L’été dernier, des Palestiniens de Taybeh ont vu des colonies bénéficier d’eau sans la moindre limite alors que leurs robinets peuvent parfois ne couler qu’une fois dans le mois. La brasserie a donc dû acheter des réservoirs d’eau pour produire sa bière. Canaan dit que cette eau leur a coûté sept fois plus que ce qu’aurait payé une entreprise israélienne.

« Cela limite notre capacité d’expansion, ainsi que notre capacité d’exportation. On ne peut tout simplement pas produire plus de bière », souligne Canaan.

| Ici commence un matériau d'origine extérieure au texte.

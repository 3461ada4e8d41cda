//! Canonical video identifiers derived from user-supplied URLs

use std::fmt;
use url::Url;

/// Host token identifying the short-link domain
const SHORT_LINK_HOST: &str = "youtu.be";

/// Canonical per-video key, used to index the result cache
#[derive(Debug, Clone, PartialEq, Eq, Hash, PartialOrd, Ord)]
pub struct VideoId(String);

impl VideoId {
    pub fn as_str(&self) -> &str {
        &self.0
    }
}

impl fmt::Display for VideoId {
    fn fmt(&self, f: &mut fmt::Formatter<'_>) -> fmt::Result {
        f.write_str(&self.0)
    }
}

impl AsRef<str> for VideoId {
    fn as_ref(&self) -> &str {
        &self.0
    }
}

/// Derive the video identifier from a URL.
///
/// Shapes are tried in order, first match wins:
/// 1. short link host (`youtu.be/<id>`)
/// 2. `v` query parameter (`/watch?v=<id>`)
/// 3. `/shorts/<id>` path
///
/// Returns `None` for unparseable URLs and for URLs matching no shape.
pub fn extract_video_id(input: &str) -> Option<VideoId> {
    let url = Url::parse(input.trim()).ok()?;

    let host = url.host_str().unwrap_or("").to_ascii_lowercase();
    if host.contains(SHORT_LINK_HOST) {
        let id = url.path().trim_start_matches('/');
        return non_empty(id);
    }

    if let Some(id) = url
        .query_pairs()
        .find_map(|(key, value)| (key == "v").then(|| value.into_owned()))
    {
        return non_empty(&id);
    }

    let mut segments = url.path_segments()?;
    if segments.next() == Some("shorts") {
        return segments.next().and_then(non_empty);
    }

    None
}

fn non_empty(id: &str) -> Option<VideoId> {
    (!id.is_empty()).then(|| VideoId(id.to_string()))
}

#[cfg(test)]
mod tests {
    use super::*;

    fn id(input: &str) -> Option<String> {
        extract_video_id(input).map(|v| v.as_str().to_string())
    }

    #[test]
    fn test_watch_url() {
        assert_eq!(
            id("https://www.youtube.com/watch?v=abc123"),
            Some("abc123".to_string())
        );
        assert_eq!(
            id("https://m.youtube.com/watch?feature=share&v=abc123&t=10"),
            Some("abc123".to_string())
        );
    }

    #[test]
    fn test_short_link() {
        assert_eq!(id("https://youtu.be/abc123"), Some("abc123".to_string()));
        assert_eq!(
            id("https://youtu.be/abc123?si=tracking"),
            Some("abc123".to_string())
        );
    }

    #[test]
    fn test_short_link_wins_over_query() {
        assert_eq!(
            id("https://youtu.be/abc123?v=other"),
            Some("abc123".to_string())
        );
    }

    #[test]
    fn test_shorts_path() {
        assert_eq!(
            id("https://www.youtube.com/shorts/xyz789"),
            Some("xyz789".to_string())
        );
        assert_eq!(
            id("https://www.youtube.com/shorts/xyz789/extra"),
            Some("xyz789".to_string())
        );
    }

    #[test]
    fn test_query_wins_over_shorts_path() {
        assert_eq!(
            id("https://www.youtube.com/shorts/xyz789?v=abc123"),
            Some("abc123".to_string())
        );
    }

    #[test]
    fn test_unrecognized_shapes() {
        assert_eq!(id("https://www.youtube.com"), None);
        assert_eq!(id("https://www.youtube.com/"), None);
        assert_eq!(id("https://www.youtube.com/channel/UC123"), None);
        assert_eq!(id("https://www.youtube.com/shorts/"), None);
        assert_eq!(id("https://www.youtube.com/watch?v="), None);
        assert_eq!(id("https://youtu.be/"), None);
    }

    #[test]
    fn test_unparseable_input() {
        assert_eq!(id("not a url"), None);
        assert_eq!(id(""), None);
        assert_eq!(id("youtube.com/watch?v=abc123"), None);
    }
}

La famille Khouri doit faire preuve d’ingéniosité. Si les brasseurs traditionnels utilisent entre 8 et 12 litres d’eau pour produire un litre de bière, Taybeh a trouvé un moyen d’obtenir un litre de bière avec moins de 4 litres d’eau – en la réutilisant notamment à plusieurs reprises dans le processus de production.

« Comme on est sous occupation, il faut obtenir des permis, passer par des points de contrôle commerciaux, payer des taxes supplémentaires pour le stockage et les contrôles de sécurité »

Même s’ils arrivent à obtenir assez de flotte pour produire leur breuvage, il reste encore un obstacle à surmonter pour les Khouri ; le transport de la bière depuis leur brasserie jusqu’aux clients étrangers.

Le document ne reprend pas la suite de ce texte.